“We believe what we tell ourselves.”
–Zig Ziglar
Helping our athletes develop confidence is a work in progress. I like for athletes to be proactive with their confidence as opposed to waiting for confidence to arrive. I wrote previously about developing a confidence resume and helping our athletes identify personal victories and strengths to create their confidence resumes. In addition, I want my athletes to talk to themselves powerfully and positively. I want to encourage positive self-talk.
We are constantly talking to ourselves. Recent research has postulated you have on average 6,200 thoughts a day. Thoughts impact our feelings and feelings impact our behavior. So, getting in touch with what our athletes are thinking can help us help them.
So how can we influence our athletes’ positive self-talk? Well, we can start by listening to the words they use and asking questions.
I bet we have all heard statements from our athletes like:
- “I’ll never get this; it is too hard.”
- “Oh, I’m so nervous, I don’t think I can do this.”
- “I always skate poorly in this rink.”
- “I can’t jump in this corner.”
The verbal landscape is full of information. We have to really listen and help them interrupt the story they are telling themselves. You can hear the doubt, resignation and fixed mindset in, “I’ll never get this, it’s too hard.” Routing out the doubt and challenging it is important to maintain confidence. Remind them of the learning process and how they have succeeded in the past to master difficult skills. Suggest they change their self talk to, “This is a hard skill but I’ve gotten hard skills before and I’ll do it again.” It recognizes the difficulty but draws on past success and ends with a positive affirmation.”

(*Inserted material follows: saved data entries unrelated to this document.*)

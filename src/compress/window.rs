// Decoder history window.
//
// Ring buffer over the last `size` output bytes.  Back-references are
// resolved against it byte by byte, so overlapping copies (distance <
// length) repeat the pattern as required.

use crate::error::{CodecError, Result};

#[derive(Debug)]
pub struct Window {
    buf: Vec<u8>,
    mask: usize,
    /// Next write index.
    pos: usize,
    /// Bytes written so far, saturating at the window size.
    filled: usize,
}

impl Window {
    /// `size` must be a power of two.
    pub fn new(size: usize) -> Self {
        debug_assert!(size.is_power_of_two());
        Self {
            buf: vec![0u8; size],
            mask: size - 1,
            pos: 0,
            filled: 0,
        }
    }

    #[inline]
    pub fn push(&mut self, byte: u8) {
        self.buf[self.pos] = byte;
        self.pos = (self.pos + 1) & self.mask;
        if self.filled <= self.mask {
            self.filled += 1;
        }
    }

    /// Record literal bytes.
    pub fn extend(&mut self, bytes: &[u8]) {
        for &b in bytes {
            self.push(b);
        }
    }

    /// Copy `length` bytes from `distance` back, appending them to `out`
    /// and to the history.
    pub fn copy_match(&mut self, distance: usize, length: usize, out: &mut Vec<u8>) -> Result<()> {
        if distance == 0 || distance > self.filled {
            return Err(CodecError::corrupt(format!(
                "distance {distance} reaches before the start of the stream ({} bytes of history)",
                self.filled
            )));
        }
        out.reserve(length);
        for _ in 0..length {
            let b = self.buf[(self.pos.wrapping_sub(distance)) & self.mask];
            out.push(b);
            self.push(b);
        }
        Ok(())
    }

    /// Bytes of history available for back-references.
    pub fn filled(&self) -> usize {
        self.filled
    }

    pub fn size(&self) -> usize {
        self.buf.len()
    }

    pub fn footprint(&self) -> usize {
        self.buf.capacity()
    }

    pub fn reset(&mut self) {
        self.pos = 0;
        self.filled = 0;
    }
}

Saying “I always skate poorly in this rink” may reflect an overgeneralization based on one disappointing performance in a particular rink. The story athletes tell themselves is very powerful so we need to challenge them to provide the evidence.
Athletes thinking “I’m so nervous,” and then equating that to not being able to perform well gives us an insight into how they view “being nervous”. It’s viewed as something to be avoided or negative. But we know nerves are a natural and essential part of performance. We can help them reframe the nerves as something to be embraced, as an indication that they are ready for the “fight”. The nerves also say we care about what we are going to do; it means something to us. It’s accepting the butterflies and getting them to fly in formation.

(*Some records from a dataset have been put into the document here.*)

// LZ77 tokens and their mapping onto the literal/length and distance
// alphabets.
//
// Lengths 3..=258 map to symbols 257..=285 and distances 1..=32768 map to
// codes 0..=29, each followed by a fixed number of extra bits.

use crate::error::{CodecError, Result};

/// One unit of LZ77 output.
#[derive(Debug, Clone, Copy, PartialEq, Eq)]
pub enum Token {
    /// A byte copied verbatim.
    Literal(u8),
    /// Copy `length` bytes starting `distance` bytes back.
    Match { length: u16, distance: u16 },
}

impl Token {
    /// Number of uncompressed bytes this token stands for.
    #[inline]
    pub fn covered_len(&self) -> usize {
        match *self {
            Token::Literal(_) => 1,
            Token::Match { length, .. } => length as usize,
        }
    }
}

/// End-of-block symbol.
pub const END_OF_BLOCK: u16 = 256;

/// First length symbol.
pub const FIRST_LENGTH_SYMBOL: u16 = 257;

/// Highest valid literal/length symbol; 286 and 287 are reserved.
pub const MAX_LITLEN_SYMBOL: u16 = 285;

/// Highest valid distance code; 30 and 31 are reserved.
pub const MAX_DIST_CODE: u16 = 29;

pub const LENGTH_BASE: [u16; 29] = [
    3, 4, 5, 6, 7, 8, 9, 10, 11, 13, 15, 17, 19, 23, 27, 31, 35, 43, 51, 59, 67, 83, 99, 115, 131,
    163, 195, 227, 258,
];

pub const LENGTH_EXTRA: [u8; 29] = [
    0, 0, 0, 0, 0, 0, 0, 0, 1, 1, 1, 1, 2, 2, 2, 2, 3, 3, 3, 3, 4, 4, 4, 4, 5, 5, 5, 5, 0,
];

pub const DIST_BASE: [u16; 30] = [
    1, 2, 3, 4, 5, 7, 9, 13, 17, 25, 33, 49, 65, 97, 129, 193, 257, 385, 513, 769, 1025, 1537,
    2049, 3073, 4097, 6145, 8193, 12289, 16385, 24577,
];

pub const DIST_EXTRA: [u8; 30] = [
    0, 0, 0, 0, 1, 1, 2, 2, 3, 3, 4, 4, 5, 5, 6, 6, 7, 7, 8, 8, 9, 9, 10, 10, 11, 11, 12, 12, 13,
    13,
];

/// A symbol plus the extra bits that follow it.
#[derive(Debug, Clone, Copy, PartialEq, Eq)]
pub struct SymbolCode {
    pub symbol: u16,
    pub extra_value: u16,
    pub extra_bits: u8,
}

/// Map a match length (3..=258) to its literal/length symbol.
#[inline]
pub fn length_symbol(length: u16) -> SymbolCode {
    debug_assert!((3..=258).contains(&length));
    let idx = LENGTH_BASE.partition_point(|&b| b <= length) - 1;
    SymbolCode {
        symbol: FIRST_LENGTH_SYMBOL + idx as u16,
        extra_value: length - LENGTH_BASE[idx],
        extra_bits: LENGTH_EXTRA[idx],
    }
}

/// Map a distance (1..=32768) to its distance code.
#[inline]
pub fn distance_code(distance: u16) -> SymbolCode {
    debug_assert!(distance >= 1);
    let idx = DIST_BASE.partition_point(|&b| b <= distance) - 1;
    SymbolCode {
        symbol: idx as u16,
        extra_value: distance - DIST_BASE[idx],
        extra_bits: DIST_EXTRA[idx],
    }
}

/// Base length and extra-bit count for a length symbol read from a stream.
pub fn length_base(symbol: u16) -> Result<(u16, u8)> {
    if !(FIRST_LENGTH_SYMBOL..=MAX_LITLEN_SYMBOL).contains(&symbol) {
        return Err(CodecError::corrupt(format!(
            "invalid literal/length symbol {symbol}"
        )));
    }
    let idx = (symbol - FIRST_LENGTH_SYMBOL) as usize;
    Ok((LENGTH_BASE[idx], LENGTH_EXTRA[idx]))
}

/// Base distance and extra-bit count for a distance code read from a stream.
pub fn distance_base(code: u16) -> Result<(u16, u8)> {
    if code > MAX_DIST_CODE {
        return Err(CodecError::corrupt(format!("invalid distance code {code}")));
    }
    Ok((DIST_BASE[code as usize], DIST_EXTRA[code as usize]))
}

Finally, “I can’t jump in this corner” offers us an opportunity to refute the limited self-belief that jumping well only occurs in certain corners. Again, ask for the evidence and refute the thinking by saying, “All corners are equal opportunity zones for great jumps”.
By listening carefully, we can help them unpack the messages they may be telling themselves. We can help them to challenge or reframe the thoughts. We can also help them to see the impact those thoughts are having on their performance. You know your athletes best and you may see patterns in their thinking. Maybe they like to blame others, maybe there is always an excuse, maybe they are determined to only accept perfection, etc. You are in a position to help them evaluate whether those patterns of thinking are serving them well or if there is evidence to support their thinking.
The Most Important Question
Ask your athletes point-blank: does thinking this way help you perform better? I want athletes to be in the driver’s seat and choosing how they will think is in their control. Getting them to stop and ask themselves: is this thinking helping me get to where I want to go? If no, then they can choose to think differently. A common refrain is to “control the controllables”. Helping our athletes achieve this thinking is important for building confidence.
I’d like to share an abbreviated version of a recent conversation with a young skater.
- Skater: “I don’t want to work on the scratch spin, it’s like a terrifying monster!”
- Coach: “Wow! I didn’t know you felt that way, what makes it so scary?”
- Skater: “It doesn’t make sense; I used to do it before the virus but now I don’t understand it.”
- Coach: “Okay, we can work through it together, but I want to ask you what you would do if you were walking outside and saw a terrifying monster?”
- Skater: “I’d run!”
- Coach: “Yes, I would too! When we are scared we want to run and hide, our muscles get tense, we don’t think as clearly, our heart may race or we may feel a burst of energy. Let me ask you something. Do you like challenges?
- Skater: “Yes, I do”.
- Coach: “What if you could see the scratch spin as a challenge. I love a challenge and you just said you do too. We can make a plan on how we can rise to the challenge and confront the “terrifying monster”.
The conversation continued and we took a break from the spin but I was intent on leaving her with these thoughts:
- It’s all hard until it’s easy and that’s okay
- It’s also okay to feel uncomfortable or scared
- Choose to see it as a challenge rather than a threat
- Ask for help
- Stay in the game and keep working on it
- Persistence and hard work will slay the “terrifying monster”
To wrap up the lesson, I gave her the choice to pick the final skill. Much to my surprise, she chose “the scratch spin”. Wow! I didn’t expect that but was really proud of her choice. By choosing to face the scary stuff and see it as a challenge to be met, she changed the story in her mind. She also earned some coin for her confidence bank.
What story do you tell yourself that you would like to change?